● Task goal
Whenever a line below includes the word "workflow", copy that line.

● The data
[Start of section]
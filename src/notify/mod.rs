//! Notifications.
//!
//! Every message the workflow sends is identified by an [`Action`]. Who
//! receives it is decided by the routing table in [`routing`], not at the
//! call site. Rendering and transport sit behind the [`Gateway`] trait; each
//! accepted message yields a [`SendRecord`], which doubles as the
//! idempotency guard for reminder scans.

mod mailer;
mod notifier;
mod routing;

pub use mailer::TemplateMailer;
pub use notifier::{Notice, Notifier, NotifierConfig};
pub use routing::{route_for, Role, Route};

use async_trait::async_trait;
use chrono::{DateTime, Utc};
use serde::{Deserialize, Serialize};

use crate::domain::{AssignmentId, SubmissionId};
use crate::error::DispatchError;

#[derive(Debug, Clone, Copy, PartialEq, Eq, Hash, Serialize, Deserialize)]
#[serde(rename_all = "snake_case")]
pub enum Action {
    // Sent as a side effect of a workflow mutation.
    NewSubmission,
    AreaEditorAssigned,
    AreaEditorUnassigned,
    RefereeInvited,
    RefereeAgreed,
    AgreementConfirmation,
    RefereeDeclined,
    ReportCompleted,
    ReportThanks,
    AssignmentCanceled,
    DecisionEntered,
    DecisionApproved,
    DecisionApprovedReferee,
    SubmissionWithdrawn,
    SubmissionWithdrawnReferee,
    SubmissionUnarchived,

    // Sent by the reminder scans.
    AreaEditorOverdue,
    InitialReviewOverdue,
    ResponseOverdue,
    ResponseEscalation,
    ReportDueSoon,
    ReportOverdue,
    ReportsComplete,
    DecisionOverdue,
    DecisionApprovalOverdue,
}

impl Action {
    pub fn as_str(&self) -> &'static str {
        match self {
            Action::NewSubmission => "new_submission",
            Action::AreaEditorAssigned => "area_editor_assigned",
            Action::AreaEditorUnassigned => "area_editor_unassigned",
            Action::RefereeInvited => "referee_invited",
            Action::RefereeAgreed => "referee_agreed",
            Action::AgreementConfirmation => "agreement_confirmation",
            Action::RefereeDeclined => "referee_declined",
            Action::ReportCompleted => "report_completed",
            Action::ReportThanks => "report_thanks",
            Action::AssignmentCanceled => "assignment_canceled",
            Action::DecisionEntered => "decision_entered",
            Action::DecisionApproved => "decision_approved",
            Action::DecisionApprovedReferee => "decision_approved_referee",
            Action::SubmissionWithdrawn => "submission_withdrawn",
            Action::SubmissionWithdrawnReferee => "submission_withdrawn_referee",
            Action::SubmissionUnarchived => "submission_unarchived",
            Action::AreaEditorOverdue => "area_editor_overdue",
            Action::InitialReviewOverdue => "initial_review_overdue",
            Action::ResponseOverdue => "response_overdue",
            Action::ResponseEscalation => "response_escalation",
            Action::ReportDueSoon => "report_due_soon",
            Action::ReportOverdue => "report_overdue",
            Action::ReportsComplete => "reports_complete",
            Action::DecisionOverdue => "decision_overdue",
            Action::DecisionApprovalOverdue => "decision_approval_overdue",
        }
    }
}

impl std::fmt::Display for Action {
    fn fmt(&self, f: &mut std::fmt::Formatter<'_>) -> std::fmt::Result {
        f.write_str(self.as_str())
    }
}

/// Durable trace of one accepted message.
#[derive(Debug, Clone, PartialEq, Eq, Serialize, Deserialize)]
pub struct SendRecord {
    pub action: String,
    pub submission_id: Option<SubmissionId>,
    pub assignment_id: Option<AssignmentId>,
    pub created_at: DateTime<Utc>,
}

impl SendRecord {
    pub fn key(&self) -> SendKey {
        SendKey {
            action: self.action.clone(),
            submission_id: self.submission_id,
            assignment_id: self.assignment_id,
        }
    }
}

/// The entity a send record is scoped to.
#[derive(Debug, Clone, PartialEq, Eq, Hash)]
pub struct SendKey {
    pub action: String,
    pub submission_id: Option<SubmissionId>,
    pub assignment_id: Option<AssignmentId>,
}

impl SendKey {
    pub fn submission(action: Action, submission_id: SubmissionId) -> Self {
        Self {
            action: action.as_str().to_string(),
            submission_id: Some(submission_id),
            assignment_id: None,
        }
    }

    pub fn assignment(
        action: Action,
        submission_id: SubmissionId,
        assignment_id: AssignmentId,
    ) -> Self {
        Self {
            action: action.as_str().to_string(),
            submission_id: Some(submission_id),
            assignment_id: Some(assignment_id),
        }
    }
}

/// A rendered-ready message handed to the gateway.
#[derive(Debug, Clone, Serialize)]
pub struct OutgoingMessage {
    pub action: Action,
    pub to: Vec<String>,
    pub cc: Vec<String>,
    pub context: serde_json::Value,
    pub submission_id: Option<SubmissionId>,
    pub assignment_id: Option<AssignmentId>,
}

/// Renders and delivers a message.
#[async_trait]
pub trait Gateway: Send + Sync {
    async fn send(&self, message: &OutgoingMessage) -> Result<SendRecord, DispatchError>;
}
[End of section]
● Answer to the problem
//! Every message the workflow sends is identified by an [`Action`]. Who
    // Sent as a side effect of a workflow mutation.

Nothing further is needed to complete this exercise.